Interactive Investor head of equities Lee Wild told Portfolio Adviser the potential for a trade war to negatively impact global growth is “very real”. “Without more detail it’s difficult to predict how this pans out.”
Chelsea Financial Services managing director Darius McDermott said industry-heavy funds and indices are likely to be hardest hit by Thursday’s announcement.
He said Man GLG Japan Core Alpha, which Chelsea holds, “will be having a bad day”. The fund’s largest holding is Toyota and it also has a large position in Nippon Steel, which was down 4%.
Watch out for inflation
The tariffs have impacts on inflation, interest rates and the US dollar, said AJ Bell investment director Russ Mould.

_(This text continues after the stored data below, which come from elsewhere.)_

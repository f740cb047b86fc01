//! 基础设施层
//!
//! 界面侧能力（路由、提示、会话、播放器、弹窗）只以 trait 暴露，
//! 外加控制器共用的生命周期信号

pub mod lifecycle;
pub mod memory;

pub use lifecycle::{Lifecycle, LifecycleToken};
pub use memory::{
    FixedSession, LogToaster, MemoryRouter, Navigation, RecordingPlayer, RecordingToaster,
    StubModal,
};

use crate::models::{CardEvent, QueryParams, RouteSnapshot};

/// 路由服务
pub trait Router: Send + Sync {
    /// 当前 URL
    fn url(&self) -> String;
    /// 当前路由快照
    fn snapshot(&self) -> RouteSnapshot;
    /// 携带 query 参数跳转，`commands` 为路径片段
    fn navigate(&self, commands: &[String], query_params: Option<&QueryParams>);
}

/// 提示服务
pub trait Toaster: Send + Sync {
    fn error(&self, message: &str);
}

/// 会话服务
pub trait UserSession: Send + Sync {
    fn logged_in(&self) -> bool;
}

/// 内容播放器
pub trait ContentPlayer: Send + Sync {
    fn play_content(&self, event: &CardEvent);
}

/// 弹窗
pub trait Modal: Send {
    fn is_open(&self) -> bool;
    /// 以"拒绝"方式关闭
    fn deny(&mut self);
}
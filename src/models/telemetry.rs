//! 埋点数据

use crate::models::search::ContentCard;
use serde::{Deserialize, Serialize};

/// 路由上配置的埋点描述
#[derive(Debug, Clone, Default, PartialEq, Eq, Serialize, Deserialize)]
#[serde(default)]
pub struct TelemetryDescriptor {
    pub env: String,
    #[serde(rename = "type")]
    pub kind: String,
    pub pageid: String,
    pub subtype: Option<String>,
}

/// 页面曝光事件
#[derive(Debug, Clone, Default, PartialEq, Eq, Serialize, Deserialize)]
pub struct ImpressionEvent {
    pub context: ImpressionContext,
    pub edata: ImpressionEdata,
}

#[derive(Debug, Clone, Default, PartialEq, Eq, Serialize, Deserialize)]
pub struct ImpressionContext {
    pub env: String,
}

#[derive(Debug, Clone, Default, PartialEq, Eq, Serialize, Deserialize)]
pub struct ImpressionEdata {
    #[serde(rename = "type")]
    pub kind: String,
    pub pageid: String,
    pub uri: String,
    pub subtype: Option<String>,
    #[serde(default, skip_serializing_if = "Vec::is_empty")]
    pub visits: Vec<InviewEntry>,
}

/// 曝光日志中的一条
#[derive(Debug, Clone, PartialEq, Eq, Serialize, Deserialize)]
pub struct InviewEntry {
    pub objid: String,
    pub objtype: String,
    pub index: usize,
}

/// 卡片点击的交互数据
#[derive(Debug, Clone, Default, PartialEq, Eq, Serialize, Deserialize)]
pub struct InteractEdata {
    pub id: String,
    #[serde(rename = "type")]
    pub kind: String,
    pub pageid: String,
}

/// 视口可见性变化
#[derive(Debug, Clone, Default, PartialEq, Serialize, Deserialize)]
pub struct InviewEvent {
    pub inview: Vec<InviewItem>,
}

#[derive(Debug, Clone, Default, PartialEq, Serialize, Deserialize)]
pub struct InviewItem {
    /// 卡片在列表中的位置
    pub id: usize,
    pub data: ContentCard,
}

/// 卡片点击（播放）事件
#[derive(Debug, Clone, Default, PartialEq, Serialize, Deserialize)]
pub struct CardEvent {
    pub data: ContentCard,
}
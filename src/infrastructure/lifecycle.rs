//! 控制器生命周期信号
//!
//! 每个控制器持有一个 `Lifecycle`，所有异步订阅都观察同一个信号；
//! 销毁后到达的响应一律丢弃，不再修改状态。

use tokio::sync::watch;

/// 生命周期所有者
#[derive(Debug)]
pub struct Lifecycle {
    tx: watch::Sender<bool>,
}

/// 生命周期观察者，可克隆后交给其他任务
#[derive(Debug, Clone)]
pub struct LifecycleToken {
    rx: watch::Receiver<bool>,
}

impl Lifecycle {
    pub fn new() -> Self {
        let (tx, _rx) = watch::channel(false);
        Self { tx }
    }

    pub fn token(&self) -> LifecycleToken {
        LifecycleToken {
            rx: self.tx.subscribe(),
        }
    }

    /// 发出销毁信号，重复调用无副作用
    pub fn destroy(&self) {
        self.tx.send_replace(true);
    }

    pub fn is_destroyed(&self) -> bool {
        *self.tx.borrow()
    }
}

impl Default for Lifecycle {
    fn default() -> Self {
        Self::new()
    }
}

impl LifecycleToken {
    pub fn is_destroyed(&self) -> bool {
        *self.rx.borrow()
    }

    /// 等待销毁信号；所有者被丢弃也视为销毁
    pub async fn destroyed(&mut self) {
        // wait_for 在发送端被丢弃时返回 Err
        let _ = self.rx.wait_for(|destroyed| *destroyed).await;
    }
}

#[cfg(test)]
mod tests {
    use super::*;
    use std::time::Duration;

    #[tokio::test]
    async fn test_token_observes_destroy() {
        let lifecycle = Lifecycle::new();
        let mut token = lifecycle.token();
        assert!(!token.is_destroyed());

        let waiter = tokio::spawn(async move {
            token.destroyed().await;
            token.is_destroyed()
        });
        tokio::time::sleep(Duration::from_millis(5)).await;
        lifecycle.destroy();
        lifecycle.destroy();

        assert!(waiter.await.unwrap());
        assert!(lifecycle.is_destroyed());
    }

    #[tokio::test]
    async fn test_dropped_owner_releases_waiters() {
        let lifecycle = Lifecycle::new();
        let mut token = lifecycle.token();
        drop(lifecycle);
        tokio::time::timeout(Duration::from_secs(1), token.destroyed())
            .await
            .expect("发送端丢弃后应立即返回");
    }
}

He said there is a danger that the price of imported goods goes up, nudging inflation higher. “Car makers and construction firms will be watching nervously, as will would-be buyers of cars and property developers to name a few.”
Inflation has flow-on effects for the US Federal Reserve, which is already pushing for at least three interest rate hikes in 2018 and reducing quantitative easing.
Finally, a reduction in the US trade deficit would bolster the greenback, in a setback for global markets, as fewer dollars are exchanged for overseas goods.
Mould said the impact of a strong dollar would be particularly bad for emerging markets as it increases the cost of servicing their dollar-denominated debt and makes dollar-priced commodities more expensive in local currency terms.